Michael Cembalest, chairman of market and funding technique at JPMorgan Asset Management, warned in a report Wednesday of the “remote risk of an American horror story” and “constitutional mayhem.”

“Bottom line: a LOT of very unorthodox things have to happen for Trump to be reelected,” the JPMorgan strategist wrote. “Even so, I’m not ruling anything out.”

Post-election chaos would in fact rattle markets, which famously hate uncertainty. The smoother-than-feared election set off a celebration on Wall Street, with the S&P 500 notching its biggest post-election rally since 1932.

But if buyers do not know who’s going to be answerable for the world’s largest economic system, they may simply promote first and ask questions later.

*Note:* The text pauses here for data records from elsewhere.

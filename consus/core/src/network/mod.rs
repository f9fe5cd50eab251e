// Copyright (c) Consus Contributors
// SPDX-License-Identifier: Apache-2.0

//! Messaging abstractions, agnostic to the actual networking stack used.
//! Wire framing, connection pooling, and transport security live behind
//! these traits.

use std::sync::Arc;

use async_trait::async_trait;
use bytes::Bytes;
use consus_config::CommId;
use tokio::sync::mpsc;
use tokio::task::JoinHandle;
use tracing::debug;

use crate::error::ConsusResult;
use crate::message::Message;
use crate::metrics::Metrics;

mod test_network;
pub use test_network::*;

/// Sends messages to peers. Delivery is best-effort; every protocol message
/// is retried by its state machine on the resend interval.
#[async_trait]
pub trait NetworkClient: Send + Sync + 'static {
    async fn send(&self, peer: CommId, message: Bytes) -> ConsusResult<()>;
}

/// Handles messages arriving from peers. The peer id is established by the
/// transport.
#[async_trait]
pub trait NetworkService: Send + Sync + 'static {
    async fn handle_message(&self, peer: CommId, message: Bytes) -> ConsusResult<()>;
}

/// A queue decoupling synchronous state machines from the async network
/// client. State machines enqueue; a background task encodes and sends.
pub(crate) struct Outbox {
    sender: mpsc::UnboundedSender<(CommId, Message)>,
}

impl Outbox {
    pub fn start(client: Arc<dyn NetworkClient>, metrics: Arc<Metrics>) -> (Self, JoinHandle<()>) {
        let (sender, mut receiver) = mpsc::unbounded_channel::<(CommId, Message)>();
        let handle = tokio::spawn(async move {
            while let Some((peer, message)) = receiver.recv().await {
                let encoded = match message.encode() {
                    Ok(encoded) => encoded,
                    Err(err) => {
                        debug!("failed to encode {} message: {err}", message.name());
                        continue;
                    }
                };
                metrics.node_metrics.messages_sent.inc();
                if let Err(err) = client.send(peer, encoded).await {
                    debug!("failed to send {} to {peer}: {err}", message.name());
                }
            }
        });
        (Self { sender }, handle)
    }

    pub fn send(&self, to: CommId, message: Message) {
        self.sender.send((to, message)).ok();
    }
}
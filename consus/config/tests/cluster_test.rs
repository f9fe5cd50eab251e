// Copyright (c) Consus Contributors
// SPDX-License-Identifier: Apache-2.0

use consus_config::{
    local_cluster, partition_for, replica_sets_agree, CommId, MemberState, KVS_PARTITIONS,
};

#[test]
fn cluster_builder() {
    // GIVEN a three data center deployment
    let cluster = local_cluster(3, 5, 3);

    // THEN every data center got one group of five and three stores.
    assert_eq!(cluster.config.data_centers.len(), 3);
    assert_eq!(cluster.config.groups.len(), 3);
    for group in &cluster.config.groups {
        assert_eq!(group.size(), 5);
        assert_eq!(group.quorum(), 3);
    }
    for stores in &cluster.kvs_ids {
        assert_eq!(stores.len(), 3);
    }

    // AND group membership lookups line up with the allocated ids.
    for (group, ids) in cluster.config.groups.iter().zip(&cluster.txman_ids) {
        for (idx, id) in ids.iter().enumerate() {
            assert_eq!(group.index(*id), Some(idx));
            assert!(cluster.config.is_member(group.id, *id));
        }
    }
}

#[test]
fn hashing_is_consistent_across_views() {
    let cluster = local_cluster(4, 3, 1);
    let dc = cluster.config.data_centers[0].id;

    let a = cluster.config.hash(dc, b"accounts", b"alice").unwrap();
    let b = cluster.config.hash(dc, b"accounts", b"alice").unwrap();
    assert_eq!(a, b);
    for target in &a.replicas {
        assert!(replica_sets_agree(*target, &a, &b));
    }
    assert!(!replica_sets_agree(CommId::new(4242), &a, &b));

    let partition = partition_for(b"accounts", b"alice");
    assert!((partition.value() as usize) < KVS_PARTITIONS);
}

#[test]
fn offline_stores_are_not_chosen() {
    let mut cluster = local_cluster(2, 3, 1);
    let dc = cluster.config.data_centers[0].id;
    let first = cluster.kvs_ids[0][0];
    cluster
        .config
        .kvss
        .iter_mut()
        .find(|k| k.id == first)
        .unwrap()
        .state = MemberState::Offline;
    assert_eq!(cluster.config.choose_kvs(dc), Some(cluster.kvs_ids[0][1]));
}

“Markets might react negatively if the US as the world’s reserve currency nation is seen as sliding down a path toward electoral illegitimacy due to post-election maneuvers by political parties,” Cembalest wrote.

‘Dueling inaugurations’

To ensure, authorized specialists say Trump’s long-shot bid at overturning the election is simply that, a long-shot. Put merely, Trump is dropping by too many votes in too many states.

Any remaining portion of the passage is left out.